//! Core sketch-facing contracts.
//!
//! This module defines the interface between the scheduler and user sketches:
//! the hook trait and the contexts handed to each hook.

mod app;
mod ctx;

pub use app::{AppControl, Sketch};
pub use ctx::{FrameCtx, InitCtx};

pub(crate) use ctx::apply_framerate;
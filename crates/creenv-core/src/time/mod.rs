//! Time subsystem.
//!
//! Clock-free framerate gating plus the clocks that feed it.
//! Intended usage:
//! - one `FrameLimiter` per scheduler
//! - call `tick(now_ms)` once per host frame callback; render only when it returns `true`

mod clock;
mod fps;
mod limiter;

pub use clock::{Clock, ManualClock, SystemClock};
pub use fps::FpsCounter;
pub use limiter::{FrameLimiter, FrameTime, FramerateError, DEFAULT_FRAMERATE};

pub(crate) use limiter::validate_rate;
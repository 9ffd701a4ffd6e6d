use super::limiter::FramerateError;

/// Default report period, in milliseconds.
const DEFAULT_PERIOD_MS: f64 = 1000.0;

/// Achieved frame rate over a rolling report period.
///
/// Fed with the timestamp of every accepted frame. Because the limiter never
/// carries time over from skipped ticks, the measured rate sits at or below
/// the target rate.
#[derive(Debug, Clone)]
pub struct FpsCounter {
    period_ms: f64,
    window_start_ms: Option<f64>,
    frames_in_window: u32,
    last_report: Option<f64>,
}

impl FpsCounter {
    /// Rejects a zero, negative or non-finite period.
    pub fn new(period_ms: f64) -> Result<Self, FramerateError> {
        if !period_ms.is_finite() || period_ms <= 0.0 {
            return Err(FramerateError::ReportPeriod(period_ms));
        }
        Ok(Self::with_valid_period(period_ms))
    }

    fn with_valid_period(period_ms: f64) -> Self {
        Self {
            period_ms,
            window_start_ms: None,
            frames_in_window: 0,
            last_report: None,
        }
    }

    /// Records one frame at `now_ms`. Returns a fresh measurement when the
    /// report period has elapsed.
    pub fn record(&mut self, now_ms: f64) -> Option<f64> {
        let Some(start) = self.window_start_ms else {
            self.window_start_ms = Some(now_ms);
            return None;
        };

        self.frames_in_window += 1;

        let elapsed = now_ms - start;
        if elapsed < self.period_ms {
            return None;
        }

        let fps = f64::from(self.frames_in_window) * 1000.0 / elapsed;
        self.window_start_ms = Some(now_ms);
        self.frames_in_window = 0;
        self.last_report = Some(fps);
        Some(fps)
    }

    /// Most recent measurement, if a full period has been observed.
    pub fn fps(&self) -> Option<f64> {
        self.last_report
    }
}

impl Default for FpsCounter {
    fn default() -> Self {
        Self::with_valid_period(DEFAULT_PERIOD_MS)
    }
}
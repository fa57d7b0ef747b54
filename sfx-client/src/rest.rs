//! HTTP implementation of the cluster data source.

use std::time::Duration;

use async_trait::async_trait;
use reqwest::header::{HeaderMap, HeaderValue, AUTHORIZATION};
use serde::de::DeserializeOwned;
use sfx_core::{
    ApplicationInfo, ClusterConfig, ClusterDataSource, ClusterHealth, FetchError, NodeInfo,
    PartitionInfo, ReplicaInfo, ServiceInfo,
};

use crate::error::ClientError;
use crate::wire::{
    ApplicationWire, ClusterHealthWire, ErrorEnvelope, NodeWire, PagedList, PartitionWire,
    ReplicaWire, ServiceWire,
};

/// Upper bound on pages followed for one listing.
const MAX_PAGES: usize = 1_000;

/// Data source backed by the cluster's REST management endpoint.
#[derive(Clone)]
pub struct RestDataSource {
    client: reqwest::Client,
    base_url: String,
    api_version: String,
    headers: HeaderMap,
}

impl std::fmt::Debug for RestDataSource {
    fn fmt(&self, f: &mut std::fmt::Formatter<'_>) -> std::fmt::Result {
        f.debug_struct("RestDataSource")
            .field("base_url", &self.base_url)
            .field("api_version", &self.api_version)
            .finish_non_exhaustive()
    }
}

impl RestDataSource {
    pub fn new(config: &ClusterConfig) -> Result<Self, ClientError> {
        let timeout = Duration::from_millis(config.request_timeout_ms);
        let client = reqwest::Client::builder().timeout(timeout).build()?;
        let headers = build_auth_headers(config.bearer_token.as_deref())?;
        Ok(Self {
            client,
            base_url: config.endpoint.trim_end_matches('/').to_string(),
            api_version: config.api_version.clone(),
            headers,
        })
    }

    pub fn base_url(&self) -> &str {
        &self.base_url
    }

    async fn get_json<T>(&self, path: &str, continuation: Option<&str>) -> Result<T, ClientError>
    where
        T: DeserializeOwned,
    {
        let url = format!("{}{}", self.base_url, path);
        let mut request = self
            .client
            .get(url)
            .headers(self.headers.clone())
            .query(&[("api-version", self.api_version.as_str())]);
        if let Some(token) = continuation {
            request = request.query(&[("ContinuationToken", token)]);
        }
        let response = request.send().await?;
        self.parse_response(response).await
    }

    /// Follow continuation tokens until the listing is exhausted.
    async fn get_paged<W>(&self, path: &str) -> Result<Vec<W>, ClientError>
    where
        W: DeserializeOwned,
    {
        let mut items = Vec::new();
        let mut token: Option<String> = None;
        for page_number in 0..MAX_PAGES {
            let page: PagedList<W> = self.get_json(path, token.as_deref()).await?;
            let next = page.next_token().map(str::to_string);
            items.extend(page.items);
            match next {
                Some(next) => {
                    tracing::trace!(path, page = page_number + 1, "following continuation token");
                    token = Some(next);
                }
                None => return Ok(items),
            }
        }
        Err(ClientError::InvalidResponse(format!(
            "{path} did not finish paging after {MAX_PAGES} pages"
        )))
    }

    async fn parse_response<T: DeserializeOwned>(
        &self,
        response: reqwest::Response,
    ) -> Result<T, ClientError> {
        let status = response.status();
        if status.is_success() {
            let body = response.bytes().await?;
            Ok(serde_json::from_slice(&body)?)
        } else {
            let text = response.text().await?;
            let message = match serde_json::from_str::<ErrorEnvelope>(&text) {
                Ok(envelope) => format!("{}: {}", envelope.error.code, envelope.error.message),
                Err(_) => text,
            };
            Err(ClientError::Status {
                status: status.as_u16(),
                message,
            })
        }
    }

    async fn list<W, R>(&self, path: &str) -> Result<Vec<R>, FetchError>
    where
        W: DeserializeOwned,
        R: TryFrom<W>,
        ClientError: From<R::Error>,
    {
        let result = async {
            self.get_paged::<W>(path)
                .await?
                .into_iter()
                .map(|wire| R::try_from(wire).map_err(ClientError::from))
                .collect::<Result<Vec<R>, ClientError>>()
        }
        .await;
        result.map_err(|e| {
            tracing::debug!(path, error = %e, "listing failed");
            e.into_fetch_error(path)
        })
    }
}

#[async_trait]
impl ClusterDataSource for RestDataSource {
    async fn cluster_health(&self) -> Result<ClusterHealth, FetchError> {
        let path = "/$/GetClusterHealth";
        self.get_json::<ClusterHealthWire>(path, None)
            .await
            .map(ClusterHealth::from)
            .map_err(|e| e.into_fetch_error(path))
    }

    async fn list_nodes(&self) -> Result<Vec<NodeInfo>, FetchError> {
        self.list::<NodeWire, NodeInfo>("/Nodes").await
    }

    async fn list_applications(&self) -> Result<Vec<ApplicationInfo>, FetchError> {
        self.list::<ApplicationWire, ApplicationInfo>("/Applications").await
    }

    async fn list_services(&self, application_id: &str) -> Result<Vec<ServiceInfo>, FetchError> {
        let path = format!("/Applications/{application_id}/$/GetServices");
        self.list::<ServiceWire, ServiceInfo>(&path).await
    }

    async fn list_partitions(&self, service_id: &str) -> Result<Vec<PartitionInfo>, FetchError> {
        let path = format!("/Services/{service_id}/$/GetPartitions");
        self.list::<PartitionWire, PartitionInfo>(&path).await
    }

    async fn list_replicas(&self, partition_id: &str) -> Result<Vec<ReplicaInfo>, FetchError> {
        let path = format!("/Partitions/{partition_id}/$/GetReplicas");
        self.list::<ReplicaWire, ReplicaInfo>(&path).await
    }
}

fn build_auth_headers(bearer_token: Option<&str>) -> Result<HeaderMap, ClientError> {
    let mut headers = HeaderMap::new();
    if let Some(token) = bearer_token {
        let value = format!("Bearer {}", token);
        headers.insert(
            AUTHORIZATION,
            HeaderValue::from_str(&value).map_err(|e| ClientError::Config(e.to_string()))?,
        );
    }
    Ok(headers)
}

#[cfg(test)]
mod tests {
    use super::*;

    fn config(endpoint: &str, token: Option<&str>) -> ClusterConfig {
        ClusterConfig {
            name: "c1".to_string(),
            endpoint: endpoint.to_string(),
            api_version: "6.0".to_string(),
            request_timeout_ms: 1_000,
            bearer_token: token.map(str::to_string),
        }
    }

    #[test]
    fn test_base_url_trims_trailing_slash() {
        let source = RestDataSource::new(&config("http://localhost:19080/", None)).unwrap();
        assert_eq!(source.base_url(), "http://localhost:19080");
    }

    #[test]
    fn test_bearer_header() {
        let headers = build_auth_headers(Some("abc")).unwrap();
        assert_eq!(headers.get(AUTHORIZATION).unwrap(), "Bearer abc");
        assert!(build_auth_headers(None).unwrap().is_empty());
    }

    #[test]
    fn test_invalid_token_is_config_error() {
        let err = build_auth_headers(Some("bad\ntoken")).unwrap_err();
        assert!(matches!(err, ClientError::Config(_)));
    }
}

Assigned task: For each line in the entries that contains the string "tracing", make a copy.

Response to this exercise:
                    tracing::trace!(path, page = page_number + 1, "following continuation token");
            tracing::debug!(path, error = %e, "listing failed");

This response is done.